[Stored items]
# # #

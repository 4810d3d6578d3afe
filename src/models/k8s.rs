use k8s_openapi::apimachinery::pkg::api::resource::Quantity;
use k8s_openapi::apimachinery::pkg::apis::meta::v1::ObjectMeta;
use serde::Deserialize;
use std::collections::BTreeMap;

pub use k8s_openapi::api::core::v1::{Namespace, Node, Pod};

/// Resource name to quantity, as used by node status, container resources and metrics usage.
pub type ResourceList = BTreeMap<String, Quantity>;

pub fn name(meta: &ObjectMeta) -> &str {
    meta.name.as_deref().unwrap_or_default()
}

pub fn namespace(meta: &ObjectMeta) -> &str {
    meta.namespace.as_deref().unwrap_or_default()
}

// --- metrics.k8s.io/v1beta1 ---
// No typed binding exists for the metrics group, so only the fields read here are declared.

#[derive(Debug, Clone, Deserialize)]
pub struct MetricsList<T> {
    #[serde(default = "Vec::new")]
    pub items: Vec<T>,
}

#[derive(Debug, Clone, Deserialize, Default)]
pub struct NodeMetrics {
    #[serde(default)]
    pub metadata: ObjectMeta,
    #[serde(default)]
    pub usage: ResourceList,
}

#[derive(Debug, Clone, Deserialize, Default)]
pub struct PodMetrics {
    #[serde(default)]
    pub metadata: ObjectMeta,
    #[serde(default)]
    pub containers: Vec<ContainerMetrics>,
}

#[derive(Debug, Clone, Deserialize, Default)]
pub struct ContainerMetrics {
    #[serde(default)]
    pub name: String,
    #[serde(default)]
    pub usage: ResourceList,
}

# # #

- _Task item_: Output exactly the lines above, from the one holding "pub struct PodMetrics" through the end of the data, including the first and last.

- _Written solution_:
pub struct PodMetrics {
    #[serde(default)]
    pub metadata: ObjectMeta,
    #[serde(default)]
    pub containers: Vec<ContainerMetrics>,
}

#[derive(Debug, Clone, Deserialize, Default)]
pub struct ContainerMetrics {
    #[serde(default)]
    pub name: String,
    #[serde(default)]
    pub usage: ResourceList,
}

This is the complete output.